Négociations budgétaire serrées
La question budgétaire s’est également jouée cette semaine. Le Conseil européen (organe représentant les Etats membres) avait sérieusement douché les espoirs de la Commission en ramenant en juillet dernier à 1,7 Md€ le budget de EU4Health, contre 9,4 Mds€ dans la proposition initiale de la CE. Le rapport du Parlement sur ce texte, piloté par l’eurodéputé Cristian-Silviu Buşoi, soutenait le budget d’origine. Mais à la veille de la séance plénière, coup de théâtre : un accord a finalement été conclu entre les négociateurs du Parlement et le Conseil pour augmenter de 15 Mds€ le cadre financier pluriannuel de l’UE sur la période 2021-2027. Sur ces 15 Mds€, 4Mds iraient renforcer Horizon Europe, le programme cadre européen pluriannuel de financement de la recherche… et 3,4 Mds EU4Health, ce qui établirait finalement son budget à 5,1 Mds€.

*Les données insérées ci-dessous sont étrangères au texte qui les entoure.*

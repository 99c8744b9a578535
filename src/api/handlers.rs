//! Shared handler state and the health endpoint.

use std::sync::Arc;

use axum::Json;

use crate::infrastructure::{CompletionClient, CompletionConfig, Repositories, TaskRepository};
use crate::service::{PrioritizationEngine, SuggestionEngine};

// =============================================================================
// Application State
// =============================================================================

/// Shared application dependencies.
///
/// Uses trait objects (`dyn`) so the `RepositoryFactory` can select the
/// store backend at runtime.
#[derive(Clone)]
pub struct AppState {
    /// Task repository for persistence.
    pub task_repository: Arc<dyn TaskRepository + Send + Sync>,
    /// Orders an owner's tasks by importance.
    pub prioritization_engine: PrioritizationEngine,
    /// Generates and stores follow-up task ideas.
    pub suggestion_engine: SuggestionEngine,
}

impl AppState {
    /// Creates a new `AppState` from initialized repositories.
    ///
    /// The completion client is built from `completion_config`; an
    /// unconfigured key leaves both engines on their fallback paths.
    #[must_use]
    pub fn from_repositories(repositories: Repositories, completion_config: &CompletionConfig) -> Self {
        Self::with_completion_client(
            repositories,
            completion_config.build_client(),
            completion_config,
        )
    }

    /// Creates a new `AppState` using an explicit completion client.
    #[must_use]
    pub fn with_completion_client(
        repositories: Repositories,
        client: Option<Arc<dyn CompletionClient>>,
        completion_config: &CompletionConfig,
    ) -> Self {
        let prioritization_engine =
            PrioritizationEngine::new(client.clone(), completion_config.prioritize_settings());
        let suggestion_engine = SuggestionEngine::new(
            repositories.suggestion_repository,
            client,
            completion_config.suggest_settings(),
        );

        Self {
            task_repository: repositories.task_repository,
            prioritization_engine,
            suggestion_engine,
        }
    }
}

// =============================================================================
// GET /health Handler
// =============================================================================

/// Health check response body.
#[derive(Debug, Clone, serde::Serialize)]
pub struct HealthResponse {
    /// Service status.
    pub status: &'static str,
    /// Service name.
    pub service: &'static str,
    /// Service version.
    pub version: &'static str,
}

/// Health check endpoint.
///
/// # Response
///
/// - **200 OK**: Service is healthy
///
/// ```json
/// {
///   "status": "UP",
///   "service": "todo-ai-api",
///   "version": "0.1.0"
/// }
/// ```
pub async fn health_check() -> Json<HealthResponse> {
    Json(HealthResponse {
        status: "UP",
        service: "todo-ai-api",
        version: env!("CARGO_PKG_VERSION"),
    })
}

// =============================================================================
// Tests
// =============================================================================

#[cfg(test)]
mod tests {
    use super::*;
    use crate::infrastructure::StubCompletionClient;
    use rstest::rstest;

    #[rstest]
    #[tokio::test]
    async fn test_health_check() {
        let Json(response) = health_check().await;

        assert_eq!(response.status, "UP");
        assert_eq!(response.service, "todo-ai-api");
        assert_eq!(response.version, env!("CARGO_PKG_VERSION"));
    }

    #[rstest]
    fn test_from_repositories_without_key_disables_ai() {
        let state =
            AppState::from_repositories(Repositories::in_memory(), &CompletionConfig::default());

        assert!(!state.prioritization_engine.is_ai_enabled());
        assert!(!state.suggestion_engine.is_ai_enabled());
    }

    #[rstest]
    fn test_with_completion_client_enables_ai() {
        let client: Arc<dyn CompletionClient> =
            Arc::new(StubCompletionClient::with_response("anything"));

        let state = AppState::with_completion_client(
            Repositories::in_memory(),
            Some(client),
            &CompletionConfig::default(),
        );

        assert!(state.prioritization_engine.is_ai_enabled());
        assert!(state.suggestion_engine.is_ai_enabled());
    }
}
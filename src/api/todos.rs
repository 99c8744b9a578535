//! Todo CRUD handlers.
//!
//! Every handler is scoped to the `AuthenticatedOwner`. A task that does not
//! exist and a task owned by someone else are indistinguishable: both yield
//! 404 with the same message.
//!
//! # Endpoints
//!
//! - `GET /api/todos` - List todos, optionally filtered and sorted
//! - `POST /api/todos` - Create a todo
//! - `PUT /api/todos/{id}` - Replace the editable fields of a todo
//! - `PATCH /api/todos/{id}/complete` - Mark a todo completed
//! - `PATCH /api/todos/{id}/toggle` - Flip the completion flag
//! - `DELETE /api/todos/{id}` - Delete a todo

use axum::{
    Json,
    extract::{Path, Query, State},
    http::StatusCode,
};
use uuid::Uuid;

use super::auth::AuthenticatedOwner;
use super::dto::{ListTodosQuery, TodoRequest, TodoResponse, validate_todo_request};
use super::error::ApiErrorResponse;
use super::handlers::AppState;
use crate::domain::{OwnerId, Task, TaskId, sort_by_rank_then_due};

// =============================================================================
// Path Extractors
// =============================================================================

/// Path parameter for todo ID.
#[derive(Debug, serde::Deserialize)]
pub struct TodoPath {
    /// The todo ID.
    pub id: Uuid,
}

// =============================================================================
// GET /api/todos
// =============================================================================

/// Lists the caller's todos, newest first.
///
/// # Query Parameters
///
/// - `completed`: only todos with this completion flag
/// - `sort=priority`: rank, then due date (missing last), then newest
///
/// # Errors
///
/// Returns 500 if the store fails.
pub async fn list_todos(
    State(state): State<AppState>,
    AuthenticatedOwner(owner): AuthenticatedOwner,
    Query(query): Query<ListTodosQuery>,
) -> Result<Json<Vec<TodoResponse>>, ApiErrorResponse> {
    let tasks = match query.completed {
        Some(completed) => {
            state
                .task_repository
                .list_by_owner_and_completion(&owner, completed)
                .await?
        }
        None => state.task_repository.list_by_owner(&owner).await?,
    };

    let tasks = if query.sort_by_priority() {
        sort_by_rank_then_due(tasks)
    } else {
        tasks
    };

    tracing::debug!(owner_id = %owner, count = tasks.len(), "Listed todos");
    Ok(Json(tasks.iter().map(TodoResponse::from).collect()))
}

// =============================================================================
// POST /api/todos
// =============================================================================

/// Creates a todo.
///
/// # Request Body
///
/// ```json
/// {
///   "title": "Write report",
///   "description": "Optional description",
///   "priority": "LOW|MEDIUM|HIGH|URGENT",
///   "due_date": "2026-01-15T09:00:00Z"
/// }
/// ```
///
/// # Response
///
/// - **201 Created**: Todo created
/// - **400 Bad Request**: Validation error
///
/// # Errors
///
/// Returns 400 on validation failure and 500 if the store fails.
pub async fn create_todo(
    State(state): State<AppState>,
    AuthenticatedOwner(owner): AuthenticatedOwner,
    Json(request): Json<TodoRequest>,
) -> Result<(StatusCode, Json<TodoResponse>), ApiErrorResponse> {
    let validated = validate_todo_request(&request)?;

    let task = state
        .task_repository
        .insert(validated.into_new_task(owner))
        .await?;

    tracing::info!(owner_id = %owner, task_id = %task.task_id, "Created todo");
    Ok((StatusCode::CREATED, Json(TodoResponse::from(&task))))
}

// =============================================================================
// PUT /api/todos/{id}
// =============================================================================

/// Replaces title, description, priority and due date of a todo.
///
/// Fields omitted from the body are cleared (priority falls back to MEDIUM).
///
/// # Errors
///
/// Returns 400 on validation failure, 404 if the todo is missing or not
/// owned by the caller, and 500 if the store fails.
pub async fn update_todo(
    State(state): State<AppState>,
    AuthenticatedOwner(owner): AuthenticatedOwner,
    Path(path): Path<TodoPath>,
    Json(request): Json<TodoRequest>,
) -> Result<Json<TodoResponse>, ApiErrorResponse> {
    let validated = validate_todo_request(&request)?;
    let task_id = TaskId::from_uuid(path.id);

    let existing = find_owned_task(&state, &task_id, &owner).await?;
    let updated = state
        .task_repository
        .update(&existing.apply(validated.into_changes()))
        .await?;

    tracing::info!(owner_id = %owner, %task_id, "Updated todo");
    Ok(Json(TodoResponse::from(&updated)))
}

// =============================================================================
// PATCH /api/todos/{id}/complete and /toggle
// =============================================================================

/// Marks a todo completed. Completing an already completed todo is a no-op.
///
/// # Errors
///
/// Returns 404 if the todo is missing or not owned by the caller.
pub async fn complete_todo(
    State(state): State<AppState>,
    AuthenticatedOwner(owner): AuthenticatedOwner,
    Path(path): Path<TodoPath>,
) -> Result<Json<TodoResponse>, ApiErrorResponse> {
    let task_id = TaskId::from_uuid(path.id);

    let existing = find_owned_task(&state, &task_id, &owner).await?;
    let updated = state.task_repository.update(&existing.complete()).await?;

    tracing::info!(owner_id = %owner, %task_id, "Completed todo");
    Ok(Json(TodoResponse::from(&updated)))
}

/// Flips the completion flag of a todo.
///
/// # Errors
///
/// Returns 404 if the todo is missing or not owned by the caller.
pub async fn toggle_todo(
    State(state): State<AppState>,
    AuthenticatedOwner(owner): AuthenticatedOwner,
    Path(path): Path<TodoPath>,
) -> Result<Json<TodoResponse>, ApiErrorResponse> {
    let task_id = TaskId::from_uuid(path.id);

    let existing = find_owned_task(&state, &task_id, &owner).await?;
    let updated = state.task_repository.update(&existing.toggle()).await?;

    tracing::info!(
        owner_id = %owner,
        %task_id,
        completed = updated.completed,
        "Toggled todo"
    );
    Ok(Json(TodoResponse::from(&updated)))
}

// =============================================================================
// DELETE /api/todos/{id}
// =============================================================================

/// Deletes a todo.
///
/// # Response
///
/// - **204 No Content**: Todo deleted
/// - **404 Not Found**: Todo missing or not owned by the caller
///
/// # Errors
///
/// Returns 404 if nothing was deleted and 500 if the store fails.
pub async fn delete_todo(
    State(state): State<AppState>,
    AuthenticatedOwner(owner): AuthenticatedOwner,
    Path(path): Path<TodoPath>,
) -> Result<StatusCode, ApiErrorResponse> {
    let task_id = TaskId::from_uuid(path.id);

    if state.task_repository.delete(&task_id, &owner).await? {
        tracing::info!(owner_id = %owner, %task_id, "Deleted todo");
        Ok(StatusCode::NO_CONTENT)
    } else {
        tracing::debug!(owner_id = %owner, %task_id, "Delete target not found");
        Err(ApiErrorResponse::todo_not_found())
    }
}

// =============================================================================
// Helper Functions
// =============================================================================

async fn find_owned_task(
    state: &AppState,
    task_id: &TaskId,
    owner: &OwnerId,
) -> Result<Task, ApiErrorResponse> {
    state
        .task_repository
        .find_by_id_and_owner(task_id, owner)
        .await?
        .ok_or_else(|| {
            tracing::debug!(owner_id = %owner, %task_id, "Todo not found for owner");
            ApiErrorResponse::todo_not_found()
        })
}

// =============================================================================
// Tests
// =============================================================================

#[cfg(test)]
mod tests {
    use super::*;
    use crate::domain::Priority;
    use crate::infrastructure::{CompletionConfig, Repositories};
    use rstest::{fixture, rstest};

    #[fixture]
    fn state() -> AppState {
        AppState::from_repositories(Repositories::in_memory(), &CompletionConfig::default())
    }

    fn request(title: &str, priority: Option<&str>) -> TodoRequest {
        TodoRequest {
            title: title.to_string(),
            description: None,
            priority: priority.map(str::to_string),
            due_date: None,
        }
    }

    async fn create(state: &AppState, owner: OwnerId, title: &str) -> TodoResponse {
        let (_, Json(response)) = create_todo(
            State(state.clone()),
            AuthenticatedOwner(owner),
            Json(request(title, None)),
        )
        .await
        .unwrap();
        response
    }

    fn todo_path(response: &TodoResponse) -> Path<TodoPath> {
        Path(TodoPath {
            id: Uuid::parse_str(&response.id).unwrap(),
        })
    }

    // -------------------------------------------------------------------------
    // Create
    // -------------------------------------------------------------------------

    #[rstest]
    #[tokio::test]
    async fn test_create_todo_defaults_priority(state: AppState) {
        let (status, Json(response)) = create_todo(
            State(state),
            AuthenticatedOwner(OwnerId::generate()),
            Json(request("  Buy milk ", None)),
        )
        .await
        .unwrap();

        assert_eq!(status, StatusCode::CREATED);
        assert_eq!(response.title, "Buy milk");
        assert_eq!(response.priority, Priority::Medium);
        assert!(!response.completed);
    }

    #[rstest]
    #[tokio::test]
    async fn test_create_todo_rejects_blank_title(state: AppState) {
        let error = create_todo(
            State(state),
            AuthenticatedOwner(OwnerId::generate()),
            Json(request("   ", None)),
        )
        .await
        .unwrap_err();

        assert_eq!(error.status, StatusCode::BAD_REQUEST);
        assert_eq!(error.error.code, "VALIDATION_ERROR");
    }

    // -------------------------------------------------------------------------
    // List
    // -------------------------------------------------------------------------

    #[rstest]
    #[tokio::test]
    async fn test_list_todos_filters_and_sorts(state: AppState) {
        let owner = OwnerId::generate();
        for (title, priority) in [("low", "LOW"), ("urgent", "URGENT"), ("high", "HIGH")] {
            let (status, _) = create_todo(
                State(state.clone()),
                AuthenticatedOwner(owner),
                Json(request(title, Some(priority))),
            )
            .await
            .unwrap();
            assert_eq!(status, StatusCode::CREATED);
        }
        let high = state.task_repository.list_by_owner(&owner).await.unwrap()[0].clone();
        state.task_repository.update(&high.complete()).await.unwrap();

        let Json(sorted) = list_todos(
            State(state.clone()),
            AuthenticatedOwner(owner),
            Query(ListTodosQuery {
                completed: None,
                sort: Some("priority".to_string()),
            }),
        )
        .await
        .unwrap();
        let Json(open) = list_todos(
            State(state),
            AuthenticatedOwner(owner),
            Query(ListTodosQuery {
                completed: Some(false),
                sort: None,
            }),
        )
        .await
        .unwrap();

        let sorted: Vec<&str> = sorted.iter().map(|todo| todo.title.as_str()).collect();
        let open: Vec<&str> = open.iter().map(|todo| todo.title.as_str()).collect();
        assert_eq!(sorted, vec!["urgent", "high", "low"]);
        assert_eq!(open, vec!["urgent", "low"]);
    }

    // -------------------------------------------------------------------------
    // Update / Complete / Toggle
    // -------------------------------------------------------------------------

    #[rstest]
    #[tokio::test]
    async fn test_update_todo_replaces_fields(state: AppState) {
        let owner = OwnerId::generate();
        let created = create(&state, owner, "Draft").await;

        let Json(updated) = update_todo(
            State(state),
            AuthenticatedOwner(owner),
            todo_path(&created),
            Json(TodoRequest {
                title: "Final".to_string(),
                description: Some("Polished".to_string()),
                priority: Some("high".to_string()),
                due_date: None,
            }),
        )
        .await
        .unwrap();

        assert_eq!(updated.id, created.id);
        assert_eq!(updated.title, "Final");
        assert_eq!(updated.description.as_deref(), Some("Polished"));
        assert_eq!(updated.priority, Priority::High);
        assert_eq!(updated.created_at, created.created_at);
    }

    #[rstest]
    #[tokio::test]
    async fn test_complete_and_toggle(state: AppState) {
        let owner = OwnerId::generate();
        let created = create(&state, owner, "Flip me").await;

        let Json(completed) = complete_todo(
            State(state.clone()),
            AuthenticatedOwner(owner),
            todo_path(&created),
        )
        .await
        .unwrap();
        let Json(toggled) = toggle_todo(
            State(state),
            AuthenticatedOwner(owner),
            todo_path(&created),
        )
        .await
        .unwrap();

        assert!(completed.completed);
        assert!(!toggled.completed);
    }

    #[rstest]
    #[tokio::test]
    async fn test_foreign_todo_is_not_found(state: AppState) {
        let created = create(&state, OwnerId::generate(), "Private").await;
        let intruder = AuthenticatedOwner(OwnerId::generate());

        let toggle_error = toggle_todo(State(state.clone()), intruder, todo_path(&created))
            .await
            .unwrap_err();
        let delete_error = delete_todo(State(state), intruder, todo_path(&created))
            .await
            .unwrap_err();

        assert_eq!(toggle_error.status, StatusCode::NOT_FOUND);
        assert_eq!(toggle_error.error.message, "Todo not found or access denied");
        assert_eq!(delete_error.status, StatusCode::NOT_FOUND);
    }

    // -------------------------------------------------------------------------
    // Delete
    // -------------------------------------------------------------------------

    #[rstest]
    #[tokio::test]
    async fn test_delete_todo(state: AppState) {
        let owner = OwnerId::generate();
        let created = create(&state, owner, "Temporary").await;

        let status = delete_todo(
            State(state.clone()),
            AuthenticatedOwner(owner),
            todo_path(&created),
        )
        .await
        .unwrap();
        let second = delete_todo(State(state), AuthenticatedOwner(owner), todo_path(&created)).await;

        assert_eq!(status, StatusCode::NO_CONTENT);
        assert!(second.is_err());
    }
}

Faire de la santé une priorité
Le président du Parlement européen David Sassoli s’est félicité d’un « bon accord pour les citoyens européens. L’ensemble de ces dispositifs aidera les Etats membres à faire face à la crise actuelle tout en leur permettant d’investir dans l’avenir à long terme de l’Europe. » « Ce sont tout de même les Etats membres qui valident le budget. Que le Conseil accepte finalement de tripler sa proposition est une belle victoire, concède Nathalie Colin-Oesterlé. Maintenant, c’est aux Etats de prouver que les grands discours tenus durant cette crise sanitaire seront bien suivis d’effets, et qu’ils souhaitent également un programme ambitieux faisant de l’Union un espace où la santé des citoyens est la priorité. »
Outre l’entrée en vigueur de EU4Health dès janvier, l’année 2021 s’annonce chargée pour la Commission européenne, avec la publication attendue de la Stratégie pharmaceutique et du Plan cancer européen, et le lancement des travaux pour la création de la Health Emergency Response Authority, inspirée de l’agence américaine BARDA.
Julie Wierzbicki
(1) Voir Pharmaceutiques n°278 (juin/juillet 2020), p.37-39 : « Europe : la santé enfin au premier plan ».